I think Steve is right that in the there is a difference between challenging 
the legitimacy or religiosity of plaintiffs beliefs and holding that as a legal 
matter at some point we will draw the line on extending the protection provided 
to beliefs that are grounded in complicity with other people's conduct.  
Ginsburg makes this point explicitly in her dissent. Alito pretty much ignores 
it. Suppose plaintiff argued that according to their religious beliefs about 
complicity they could not contribute to an insurance plan that covered 
treatments provided by hospitals or clinics that also provided abortion 
services. The only providers covered by a plan they could conscientiously 
support would be those who personally and institutionally refused to provide 
abortion services. That is more attenuated than Hobby Lobby's claim, but it is 
grounded on the same foundation of complicity.

The question to me is whether the correct place to take this attenuation into 
account is in the determination of substantial burden or whether it should be 
considered in evaluating the government's compelling state interest and whether 
there are less restrictive means available to further the state's goals. The 
downside of focusing on attenuation in deciding whether there is a substantial 
burden is that courts may be more influenced by their doubts as to the 
legitimacy or religiosity of belief when they are asked to evaluate the 
substantiality of the burden and using substantiality of the burden to control 
attenuation may result in some cases where the government wins even though it's 
interest is very low and should not be considered weighty enough to justify 
even an attenuated burden on religious exercise.

Alan

From: religionlaw-boun...@lists.ucla.edu 
[mailto:religionlaw-boun...@lists.ucla.edu] On Behalf Of Steven Jamar
Sent: Tuesday, July 01, 2014 9:32 AM
To: Law Religion & Law List
Subject: Re: Hobby Lobby Question

No.  I do not reject the legitimacy nor the religiousity of the plaintiff's 
beliefs.  Quite the contrary; I accept them and undertstand them.  But I do not 
accept that we should accept a complicity with evil claim when it becomes too 
attenuated as it is here.  The inquiry is attenuation, not substantive on the 
sinfulness nor evilness nor "legitimacy" of the beliefs.

Here, the attenuation wanders through several steps:
1.  corporate structure (this alone would not be enough attenuation in my 
judgment)
2.  insurance coverage is outside of their control - it is mandated by the state
3.  the actual payments for the abortificants (howsoever erroneously or 
correctly defined is irrellevant) comes from a third party - the insurers and 
so this attenuates the action by the owners one step more (compare Rosenberger 
and voucher cases treatment of directness)
4.  the decision to get the abortificants is by the employee.

Note that if the employer did not provide any insurance, it would still be 
complicit with evil by paying any wages at all to women employees some of whom 
may use an IUD or get a morning-after pill or other offending treatment.  Yet 
surely no one would claim that that would allow the employer to not pay wages 
or to reduce wages by the cost of obtaining such devices, would they?

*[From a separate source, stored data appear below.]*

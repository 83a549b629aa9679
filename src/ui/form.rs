//! Form View
//!
//! Create/edit form with one row per field and inline validation issues.

use crate::app::App;
use crate::editor::{EditorRow, FormEditor};
use catadmin::form::FieldValue;
use catadmin::resource::FieldKind;
use ratatui::{
    layout::{Constraint, Direction, Layout, Rect},
    style::{Color, Modifier, Style},
    text::{Line, Span},
    widgets::{Block, Borders, Paragraph, Wrap},
    Frame,
};

const LABEL_WIDTH: usize = 16;

pub fn render(f: &mut Frame, app: &App, area: Rect) {
    let Some(editor) = &app.editor else {
        return;
    };

    let block = Block::default()
        .borders(Borders::ALL)
        .border_style(Style::default().fg(Color::Cyan))
        .title(Span::styled(
            editor.title(),
            Style::default()
                .fg(Color::Cyan)
                .add_modifier(Modifier::BOLD),
        ));

    let inner = block.inner(area);
    f.render_widget(block, area);

    let chunks = Layout::default()
        .direction(Direction::Vertical)
        .constraints([
            Constraint::Length(if editor.error.is_some() { 2 } else { 0 }),
            Constraint::Min(1),
        ])
        .split(inner);

    if let Some(error) = &editor.error {
        let msg = Paragraph::new(Span::styled(
            format!(" {}", error),
            Style::default().fg(Color::Red).add_modifier(Modifier::BOLD),
        ))
        .wrap(Wrap { trim: true });
        f.render_widget(msg, chunks[0]);
    }

    let mut lines: Vec<Line> = Vec::new();
    let mut cursor_line = 0;
    for (index, row) in editor.rows().into_iter().enumerate() {
        let current = index == editor.row;
        if current {
            cursor_line = lines.len();
        }
        lines.extend(row_lines(app, editor, row, current));
    }

    let existing = editor.form.existing_images();
    if !existing.is_empty() {
        lines.push(Line::from(""));
        lines.push(Line::from(vec![
            Span::styled(
                format!(" {:<width$}", "Current images", width = LABEL_WIDTH),
                Style::default().fg(Color::DarkGray),
            ),
            Span::styled(existing.join(", "), Style::default().fg(Color::DarkGray)),
        ]));
    }

    // Keep the cursor row in view
    let visible = chunks[1].height as usize;
    let scroll = cursor_line.saturating_sub(visible.saturating_sub(3));

    f.render_widget(Paragraph::new(lines).scroll((scroll as u16, 0)), chunks[1]);
}

fn row_lines(app: &App, editor: &FormEditor, row: EditorRow, current: bool) -> Vec<Line<'static>> {
    let (label, required, kind) = match row {
        EditorRow::Field(def) => (def.label.clone(), def.required, Some(def.kind)),
        EditorRow::Files => {
            let multiple = editor
                .form
                .schema()
                .file_field
                .as_ref()
                .is_some_and(|f| f.multiple);
            let label = if multiple { "Image files" } else { "Image file" };
            (label.to_string(), false, None)
        }
    };

    let marker = if current { "▶" } else { " " };
    let label_text = format!(
        "{}{:<width$}",
        marker,
        if required { format!("{} *", label) } else { label },
        width = LABEL_WIDTH
    );
    let label_style = if current {
        Style::default()
            .fg(Color::Yellow)
            .add_modifier(Modifier::BOLD)
    } else {
        Style::default().fg(Color::Yellow)
    };

    let raw = if current {
        editor.input.clone()
    } else {
        editor.display_value(row)
    };

    let value = match (row, kind) {
        (EditorRow::Field(def), Some(FieldKind::Relation)) => {
            let source = def.source.as_deref().unwrap_or_default();
            let shown = if raw.is_empty() {
                "(none)".to_string()
            } else {
                app.manager
                    .relation_label(source, &raw)
                    .map(str::to_string)
                    .unwrap_or(raw)
            };
            if current {
                format!("◀ {} ▶", shown)
            } else {
                shown
            }
        }
        (EditorRow::Field(def), Some(FieldKind::RelationList)) => {
            let source = def.source.as_deref().unwrap_or_default();
            let labels: Vec<&str> = match editor.form.value(&def.name) {
                Some(FieldValue::Refs(ids)) => ids
                    .iter()
                    .map(|id| app.manager.relation_label(source, id).unwrap_or(id))
                    .collect(),
                _ => Vec::new(),
            };
            if labels.is_empty() {
                "(none)".to_string()
            } else {
                labels.join(", ")
            }
        }
        (_, Some(FieldKind::Bool)) => {
            let checked = raw == "yes";
            format!("[{}]", if checked { "x" } else { " " })
        }
        _ if current => format!("{}_", raw.replace('\n', " ⏎ ")),
        _ => raw.replace('\n', ", "),
    };

    let value_style = if current {
        Style::default().fg(Color::White).bg(Color::Rgb(40, 40, 60))
    } else {
        Style::default().fg(Color::White)
    };

    let mut lines = vec![Line::from(vec![
        Span::styled(label_text, label_style),
        Span::styled(value, value_style),
    ])];

    if let Some(issue) = editor.issue_for(row) {
        lines.push(Line::from(Span::styled(
            format!(" {:<width$}{}", "", issue.message, width = LABEL_WIDTH),
            Style::default().fg(Color::Red),
        )));
    }

    if current {
        let hint = match kind {
            Some(FieldKind::Relation) => Some("←/→ to choose"),
            Some(FieldKind::RelationList) => Some("Enter to pick"),
            Some(FieldKind::Bool) => Some("Space to toggle"),
            Some(FieldKind::Date) => Some("YYYY-MM-DD"),
            Some(FieldKind::StringList) => Some("Enter for a new item"),
            None => Some("comma separated file paths"),
            _ => None,
        };
        if let Some(hint) = hint {
            lines.push(Line::from(Span::styled(
                format!(" {:<width$}{}", "", hint, width = LABEL_WIDTH),
                Style::default().fg(Color::DarkGray),
            )));
        }
    }

    lines
}
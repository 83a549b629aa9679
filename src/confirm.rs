//! Confirmation gate for destructive actions
//!
//! An action is staged first and only handed back to the caller on an
//! explicit confirm. Cancelling is a plain state reset.

/// What a staged action applies to
#[derive(Debug, Clone, PartialEq, Eq)]
pub enum ConfirmTarget {
    Single { id: String, label: String },
    Bulk { ids: Vec<String> },
}

impl ConfirmTarget {
    pub fn ids(&self) -> Vec<String> {
        match self {
            ConfirmTarget::Single { id, .. } => vec![id.clone()],
            ConfirmTarget::Bulk { ids } => ids.clone(),
        }
    }
}

/// Pending action that requires confirmation
#[derive(Debug, Clone, PartialEq, Eq)]
pub struct PendingAction {
    pub target: ConfirmTarget,
    pub message: String,
    pub destructive: bool,
    pub selected_yes: bool,
}

impl PendingAction {
    /// Destructive delete of `target`, focused on "No"
    pub fn delete(target: ConfirmTarget, singular: &str, plural: &str) -> Self {
        let message = match &target {
            ConfirmTarget::Single { label, .. } => format!("Delete {} '{}'?", singular, label),
            ConfirmTarget::Bulk { ids } if ids.len() == 1 => {
                format!("Delete 1 selected {}?", singular)
            }
            ConfirmTarget::Bulk { ids } => format!("Delete {} selected {}?", ids.len(), plural),
        };
        Self {
            target,
            message,
            destructive: true,
            selected_yes: false,
        }
    }
}

#[derive(Debug, Clone, Default, PartialEq, Eq)]
pub enum ConfirmationGate {
    #[default]
    Idle,
    Staged(PendingAction),
}

impl ConfirmationGate {
    pub fn new() -> Self {
        Self::default()
    }

    /// Record `action`, replacing anything already staged
    pub fn stage(&mut self, action: PendingAction) {
        tracing::debug!("Staged: {}", action.message);
        *self = ConfirmationGate::Staged(action);
    }

    /// Hand back the staged target; nothing happens from `Idle`
    pub fn confirm(&mut self) -> Option<ConfirmTarget> {
        match std::mem::take(self) {
            ConfirmationGate::Staged(action) => {
                tracing::debug!("Confirmed: {}", action.message);
                Some(action.target)
            }
            ConfirmationGate::Idle => None,
        }
    }

    pub fn cancel(&mut self) {
        if let ConfirmationGate::Staged(action) = std::mem::take(self) {
            tracing::debug!("Cancelled: {}", action.message);
        }
    }

    pub fn is_staged(&self) -> bool {
        matches!(self, ConfirmationGate::Staged(_))
    }

    pub fn pending(&self) -> Option<&PendingAction> {
        match self {
            ConfirmationGate::Staged(action) => Some(action),
            ConfirmationGate::Idle => None,
        }
    }

    /// Move the dialog focus between Yes and No
    pub fn set_selected_yes(&mut self, yes: bool) {
        if let ConfirmationGate::Staged(action) = self {
            action.selected_yes = yes;
        }
    }
}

This is the danger of this case - where does one draw the line on the 
complicity with evil theory?  Can Quakers now stop paying that portion of taxes 
that goes to support war?  That is at least as directly complicit as in this 
case.

So I would use attenuation - we use this sort of idea in proximate cause and in 
other settings for legal responsibility and can do so here.  Imperfectly?  
Surely.  But the law never achieves perfection.

Steve

On Jul 1, 2014, at 2:04 AM, Arthur Spitzer 
<artspit...@gmail.com<mailto:artspit...@gmail.com>> wrote:


I appreciate Steve's response, which I think demonstrates that he is precisely 
rejecting the legitimacy (or perhaps the religiosity) of the plaintiffs' 
beliefs.  The plaintiffs say that their religious beliefs prohibit complicity 
with evil, and that signing a contract that makes available certain chemicals 
or devices to others amounts to complicity with evil, because of the use to 
which such chemicals or devices are most likely to be put (terminating what 
plaintiffs believe is a human life).

If a court should not accept that assertion "without inquiry," then what 
inquiry is it supposed to make?

Can a court evaluate and reject the religious belief that "complicity with evil 
is sinful"?

Can a court evaluate and reject the religious belief that "terminating a human 
life is evil"?

Can a court evaluate and reject the religious belief that "morning-after pills 
terminate a human life"?

Can a court evaluate and reject the religious belief that "providing the means 
for a person to obtain a chemical or device whose principal purpose is to 
terminate a human life, and that is likely to be used for that purpose, counts 
as complicity in terminating a human life"?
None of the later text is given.